» DESCRIPTION OF THE TASK
If a line in the records below contains "file", copy that line.

» Dataset records
use std::io::Write;
use std::path::PathBuf;

use anyhow::{Context, Result};
use chrono::{Duration, NaiveDate};
use clap::Parser;

use sst_trends::config::DEFAULT_INPUT;
use sst_trends::data::loader::{SST_COLUMN, TIME_COLUMN};

/// Write a synthetic single-pixel daily SST export.
#[derive(Debug, Parser)]
#[command(name = "generate_sample")]
struct Args {
    /// Destination file.
    #[arg(default_value = DEFAULT_INPUT)]
    output: PathBuf,

    /// First day of the series (YYYY-MM-DD).
    #[arg(long, default_value = "2015-01-01")]
    start: NaiveDate,

    /// Number of daily rows.
    #[arg(long, default_value_t = 3650)]
    days: u32,

    /// Warming rate in Kelvin per year.
    #[arg(long, default_value_t = 0.03)]
    trend: f64,

    #[arg(long, default_value_t = 42)]
    seed: u64,
}

const LATITUDE: f64 = 38.125;
const LONGITUDE: f64 = 15.625;
const MEAN_KELVIN: f64 = 292.0;
const SEASONAL_AMPLITUDE: f64 = 4.5;
const NOISE_KELVIN: f64 = 0.35;

/// Seasonal cycle peaking in mid-August plus a linear trend.
fn daily_kelvin(day: u32, trend_per_year: f64, rng: &mut SimpleRng) -> f64 {
    let phase = 2.0 * std::f64::consts::PI * (f64::from(day) - 135.0) / 365.25;
    MEAN_KELVIN
        + SEASONAL_AMPLITUDE * phase.sin()
        + trend_per_year * f64::from(day) / 365.25
        + rng.gauss(0.0, NOISE_KELVIN)
}

/// Minimal deterministic PRNG (xoshiro256**)
struct SimpleRng {
    state: [u64; 4],
}

impl SimpleRng {
    fn new(seed: u64) -> Self {
        let mut s = [0u64; 4];
        let mut x = seed;
        for slot in &mut s {
            x = x.wrapping_mul(6364136223846793005).wrapping_add(1);
            *slot = x;
        }
        SimpleRng { state: s }
    }

    fn next_u64(&mut self) -> u64 {
        let result = (self.state[1].wrapping_mul(5)).rotate_left(7).wrapping_mul(9);
        let t = self.state[1] << 17;
        self.state[2] ^= self.state[0];
        self.state[3] ^= self.state[1];
        self.state[1] ^= self.state[2];
        self.state[0] ^= self.state[3];
        self.state[2] ^= t;
        self.state[3] = self.state[3].rotate_left(45);
        result
    }

    fn next_f64(&mut self) -> f64 {
        (self.next_u64() >> 11) as f64 / (1u64 << 53) as f64
    }

    /// Box-Muller transform for normal distribution
    fn gauss(&mut self, mean: f64, std_dev: f64) -> f64 {
        let u1 = self.next_f64().max(1e-15);
        let u2 = self.next_f64();
        let z = (-2.0 * u1.ln()).sqrt() * (2.0 * std::f64::consts::PI * u2).cos();
        mean + std_dev * z
    }
}

fn main() -> Result<()> {
    let args = Args::parse();
    let mut rng = SimpleRng::new(args.seed);

    let file = std::fs::File::create(&args.output)
        .with_context(|| format!("creating {}", args.output.display()))?;
    let mut file = std::io::BufWriter::new(file);

    // Preamble in the style of a gridded-product export.
    writeln!(file, "# synthetic analysed_sst, single pixel ({LATITUDE}, {LONGITUDE})")?;
    writeln!(file, "# units: kelvin, daily at 09:00 UTC")?;

    let mut writer = csv::Writer::from_writer(file);
    writer.write_record([TIME_COLUMN, "latitude", "longitude", SST_COLUMN])?;
    for day in 0..args.days {
        let date = args.start + Duration::days(i64::from(day));
        let kelvin = daily_kelvin(day, args.trend, &mut rng);
        writer.write_record([
            format!("{date}T09:00:00.000000Z"),
            LATITUDE.to_string(),
            LONGITUDE.to_string(),
            format!("{kelvin:.3}"),
        ])?;
    }
    writer.flush()?;

    println!(
        "Wrote {} daily rows starting {} to {}",
        args.days,
        args.start,
        args.output.display()
    );
    Ok(())
}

» TASK RESULT
    /// Destination file.
    let file = std::fs::File::create(&args.output)
    let mut file = std::io::BufWriter::new(file);
    writeln!(file, "# synthetic analysed_sst, single pixel ({LATITUDE}, {LONGITUDE})")?;
    writeln!(file, "# units: kelvin, daily at 09:00 UTC")?;
    let mut writer = csv::Writer::from_writer(file);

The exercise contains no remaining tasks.